Work required:
Within the records below, reproduce without change the lines from the line that has "pub fn print_result(&self)" through the line that has "fn default() ->", and only those.

START Records for this exercise

//! huffpack: compress, restore and check files with Huffman coding.

mod config;
mod detail;
mod input_gen;
mod logging;

use std::path::{Path, PathBuf};
use std::process::ExitCode;

use clap::Parser;
use huffpack_core::batch::{self, BatchEvent, BatchRunner, ItemOutcome, Operation};
use huffpack_core::metrics::Metrics;
use huffpack_core::{Error, Result};
use tracing::{error, info, warn};

use crate::config::{Cli, Command, Config, LogFormat};

fn main() -> ExitCode {
    let cli = Cli::parse();

    logging::setup_logging(logging::DEFAULT_DIRECTIVES, cli.log_format == LogFormat::Pretty);

    let config = Config::from_cli(&cli);
    if cli.print_config {
        config.print();
    }

    match run(cli.command, &config) {
        Ok(code) => code,
        Err(e) => {
            error!(error = %e, kind = ?e.kind(), "command failed");
            eprintln!("error: {e}");
            ExitCode::FAILURE
        }
    }
}

fn run(command: Command, config: &Config) -> Result<ExitCode> {
    match command {
        Command::Encode {
            source,
            destination,
        } => {
            let destination = destination.unwrap_or_else(|| batch::encoded_path(&source));
            let summary = huffpack_core::encode_file(&source, &destination)?;
            info!(
                input_bytes = summary.input_bytes,
                output_bytes = summary.output_bytes,
                "encoded"
            );
            println!(
                "{} -> {}: {} -> {} bytes ({}%)",
                source.display(),
                destination.display(),
                summary.input_bytes,
                summary.output_bytes,
                summary.ratio_percent()
            );
            println!("SHA256: {}", hex::encode(summary.digest));
            Ok(ExitCode::SUCCESS)
        }

        Command::Decode {
            source,
            destination,
        } => {
            let destination = match destination {
                Some(destination) => destination,
                None => batch::decoded_path(&source).ok_or_else(|| {
                    Error::Config(format!(
                        "{} has no .{} extension; give a destination",
                        source.display(),
                        batch::ENCODED_EXTENSION
                    ))
                })?,
            };
            let digest = huffpack_core::decode_file(&source, &destination)?;
            let verified = huffpack_core::verify_file(&destination, &digest)?;
            println!("{} -> {}", source.display(), destination.display());
            report_verification(&destination, verified)
        }

        Command::Verify { file, digest } => {
            let digest = hex::decode(digest.trim())
                .map_err(|e| Error::Config(format!("invalid hex digest: {e}")))?;
            let verified = huffpack_core::verify_file(&file, &digest)?;
            report_verification(&file, verified)
        }

        Command::Inspect { encoded } => {
            let detail = huffpack_core::inspect_file(&encoded)?;
            print!("{}", detail::render(&encoded, &detail));
            Ok(ExitCode::SUCCESS)
        }

        Command::Batch { paths, .. } => run_batch(&paths, config),

        Command::Sample { out, size, .. } => {
            input_gen::write_sample_file(&out, config.seed, size)?;
            info!(path = %out.display(), size, seed = config.seed, "wrote sample data");
            println!("Wrote {} bytes to {} (seed {})", size, out.display(), config.seed);
            Ok(ExitCode::SUCCESS)
        }
    }
}

fn report_verification(path: &Path, verified: bool) -> Result<ExitCode> {
    if verified {
        println!("{}: OK", path.display());
        Ok(ExitCode::SUCCESS)
    } else {
        warn!(path = %path.display(), "digest mismatch");
        println!("{}: MISMATCH", path.display());
        Ok(ExitCode::FAILURE)
    }
}

fn run_batch(paths: &[PathBuf], config: &Config) -> Result<ExitCode> {
    let items = batch::plan(paths, config.overwrite)?;
    if items.is_empty() {
        println!("Nothing to do");
        return Ok(ExitCode::SUCCESS);
    }

    let runner = BatchRunner::new(config.workers)?;
    let token = runner.cancellation_token();
    if let Err(e) = ctrlc::set_handler(move || {
        info!(signal = "Ctrl+C", "received termination signal, cancelling remaining items");
        token.cancel();
    }) {
        warn!(error = %e, "could not install Ctrl+C handler");
    }

    let mut metrics = Metrics::new();

    for event in runner.submit(items) {
        print_event(&event);
        metrics.record(&event);
    }
    metrics.complete();

    if config.print_metrics {
        metrics.print_summary();
    }
    metrics.print_result();

    Ok(if metrics.is_success() {
        ExitCode::SUCCESS
    } else {
        ExitCode::FAILURE
    })
}

fn print_event(event: &BatchEvent) {
    let item = event.item();
    let verb = match item.operation {
        Operation::Encode => "encode",
        Operation::Decode => "decode",
    };

    match event {
        BatchEvent::Started { .. } => {}
        BatchEvent::Finished { outcome, .. } => match outcome {
            ItemOutcome::Encoded {
                input_bytes,
                output_bytes,
                ratio_percent,
            } => println!(
                "[{}] Encoded {} -> {} ({} -> {} bytes, {}%)",
                event.index(),
                item.source.display(),
                item.destination.display(),
                input_bytes,
                output_bytes,
                ratio_percent
            ),
            ItemOutcome::Decoded { verified, .. } => println!(
                "[{}] Decoded {} -> {} ({})",
                event.index(),
                item.source.display(),
                item.destination.display(),
                if *verified { "verified" } else { "DIGEST MISMATCH" }
            ),
        },
        BatchEvent::Failed { error, .. } => println!(
            "[{}] Failed to {} {}: {}",
            event.index(),
            verb,
            item.source.display(),
            error
        ),
        BatchEvent::Cancelled { .. } => {
            println!("[{}] Cancelled {}", event.index(), item.source.display())
        }
    }
}
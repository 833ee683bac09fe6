//! Metrics collection and reporting for a batch run.
//!
//! Tracks:
//! - File counts by result (encoded, decoded, failed, cancelled)
//! - Digest mismatches after decode
//! - Bytes in/out, with encode traffic also kept separately for the
//!   compression ratio
//! - Timing
//!
//! # Thread Safety
//!
//! `Metrics` is NOT thread-safe. Workers report through the batch event
//! channel and a single consumer calls [`Metrics::record`].

use std::time::{Duration, Instant};

use crate::batch::{BatchEvent, ItemOutcome};

/// Aggregate metrics for a batch.
#[derive(Debug, Clone)]
pub struct Metrics {
    // === Timing ===
    /// When the batch started
    pub start_time: Instant,

    /// When the batch ended (set on completion)
    pub end_time: Option<Instant>,

    // === Files ===
    pub files_encoded: u64,
    pub files_decoded: u64,
    pub files_failed: u64,
    pub files_cancelled: u64,

    /// Decoded files whose digest did not match the header
    pub verify_failures: u64,

    // === Bytes ===
    /// Bytes read by completed items
    pub input_bytes: u64,

    /// Bytes written by completed items
    pub output_bytes: u64,

    /// Original bytes of encoded files
    pub encoded_input_bytes: u64,

    /// Encoded bytes produced from them
    pub encoded_output_bytes: u64,
}

impl Metrics {
    /// Create new metrics with start time set to now.
    pub fn new() -> Self {
        Self {
            start_time: Instant::now(),
            end_time: None,
            files_encoded: 0,
            files_decoded: 0,
            files_failed: 0,
            files_cancelled: 0,
            verify_failures: 0,
            input_bytes: 0,
            output_bytes: 0,
            encoded_input_bytes: 0,
            encoded_output_bytes: 0,
        }
    }

    /// Fold one batch event into the totals. `Started` events are ignored.
    pub fn record(&mut self, event: &BatchEvent) {
        match event {
            BatchEvent::Started { .. } => {}
            BatchEvent::Finished { outcome, .. } => match *outcome {
                ItemOutcome::Encoded {
                    input_bytes,
                    output_bytes,
                    ..
                } => {
                    self.files_encoded += 1;
                    self.input_bytes += input_bytes;
                    self.output_bytes += output_bytes;
                    self.encoded_input_bytes += input_bytes;
                    self.encoded_output_bytes += output_bytes;
                }
                ItemOutcome::Decoded {
                    input_bytes,
                    output_bytes,
                    verified,
                } => {
                    self.files_decoded += 1;
                    self.input_bytes += input_bytes;
                    self.output_bytes += output_bytes;
                    if !verified {
                        self.verify_failures += 1;
                    }
                }
            },
            BatchEvent::Failed { .. } => self.files_failed += 1,
            BatchEvent::Cancelled { .. } => self.files_cancelled += 1,
        }
    }

    /// Mark the batch as complete.
    pub fn complete(&mut self) {
        self.end_time = Some(Instant::now());
    }

    /// Get total duration (or current elapsed if not complete).
    pub fn duration(&self) -> Duration {
        match self.end_time {
            Some(end) => end.duration_since(self.start_time),
            None => self.start_time.elapsed(),
        }
    }

    /// Compute compression ratio (encoded / original) over encoded files.
    ///
    /// Returns 0.0 if nothing was encoded.
    pub fn compression_ratio(&self) -> f64 {
        if self.encoded_input_bytes == 0 {
            0.0
        } else {
            self.encoded_output_bytes as f64 / self.encoded_input_bytes as f64
        }
    }

    /// Compute throughput in input bytes/second.
    pub fn throughput_bps(&self) -> f64 {
        let duration_secs = self.duration().as_secs_f64();
        if duration_secs == 0.0 {
            0.0
        } else {
            self.input_bytes as f64 / duration_secs
        }
    }

    /// Files that completed, failed or were cancelled.
    pub fn files_total(&self) -> u64 {
        self.files_encoded + self.files_decoded + self.files_failed + self.files_cancelled
    }

    /// Whether every file completed and every decode verified.
    pub fn is_success(&self) -> bool {
        self.files_failed == 0 && self.files_cancelled == 0 && self.verify_failures == 0
    }

    /// Print a human-readable summary to stdout.
    pub fn print_summary(&self) {
        println!("\n=== Batch Summary ===");
        println!("Duration: {} ms", self.duration().as_millis());
        println!();

        println!("=== Files ===");
        println!("Encoded:   {}", self.files_encoded);
        println!("Decoded:   {}", self.files_decoded);
        println!("Failed:    {}", self.files_failed);
        println!("Cancelled: {}", self.files_cancelled);
        println!("Digest mismatches: {}", self.verify_failures);
        println!();

        println!("=== Bytes ===");
        println!("Input:  {} bytes ({:.2} MiB)", self.input_bytes, self.input_bytes as f64 / 1024.0 / 1024.0);
        println!("Output: {} bytes ({:.2} MiB)", self.output_bytes, self.output_bytes as f64 / 1024.0 / 1024.0);
        if self.files_encoded > 0 {
            println!("Compression ratio: {:.1}%", self.compression_ratio() * 100.0);
        }
        println!("Throughput: {:.2} MB/s", self.throughput_bps() / 1_000_000.0);
        println!();
    }

    /// Print just the final result (pass/fail).
    pub fn print_result(&self) {
        if self.is_success() {
            println!("✓ Batch completed successfully");
            println!("  {} files in {} ms", self.files_total(), self.duration().as_millis());
        } else if self.verify_failures > 0 {
            println!("✗ Batch failed: {} decoded files did not verify", self.verify_failures);
        } else if self.files_failed > 0 {
            println!("✗ Batch failed: {} files failed", self.files_failed);
        } else {
            println!("✗ Batch cancelled: {} files not processed", self.files_cancelled);
        }
    }

    /// Export metrics as a simple text format (for parsing/testing).
    pub fn export_text(&self) -> String {
        format!(
            "duration_ms={}\n\
             files_encoded={}\n\
             files_decoded={}\n\
             files_failed={}\n\
             files_cancelled={}\n\
             verify_failures={}\n\
             input_bytes={}\n\
             output_bytes={}\n\
             compression_ratio={:.4}\n",
            self.duration().as_millis(),
            self.files_encoded,
            self.files_decoded,
            self.files_failed,
            self.files_cancelled,
            self.verify_failures,
            self.input_bytes,
            self.output_bytes,
            self.compression_ratio(),
        )
    }
}

impl Default for Metrics {
    fn default() -> Self {
        Self::new()
    }
}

END Records for this exercise

Result of the task:
    pub fn print_result(&self) {
        if self.is_success() {
            println!("✓ Batch completed successfully");
            println!("  {} files in {} ms", self.files_total(), self.duration().as_millis());
        } else if self.verify_failures > 0 {
            println!("✗ Batch failed: {} decoded files did not verify", self.verify_failures);
        } else if self.files_failed > 0 {
            println!("✗ Batch failed: {} files failed", self.files_failed);
        } else {
            println!("✗ Batch cancelled: {} files not processed", self.files_cancelled);
        }
    }

    /// Export metrics as a simple text format (for parsing/testing).
    pub fn export_text(&self) -> String {
        format!(
            "duration_ms={}\n\
             files_encoded={}\n\
             files_decoded={}\n\
             files_failed={}\n\
             files_cancelled={}\n\
             verify_failures={}\n\
             input_bytes={}\n\
             output_bytes={}\n\
             compression_ratio={:.4}\n",
            self.duration().as_millis(),
            self.files_encoded,
            self.files_decoded,
            self.files_failed,
            self.files_cancelled,
            self.verify_failures,
            self.input_bytes,
            self.output_bytes,
            self.compression_ratio(),
        )
    }
}

impl Default for Metrics {
    fn default() -> Self {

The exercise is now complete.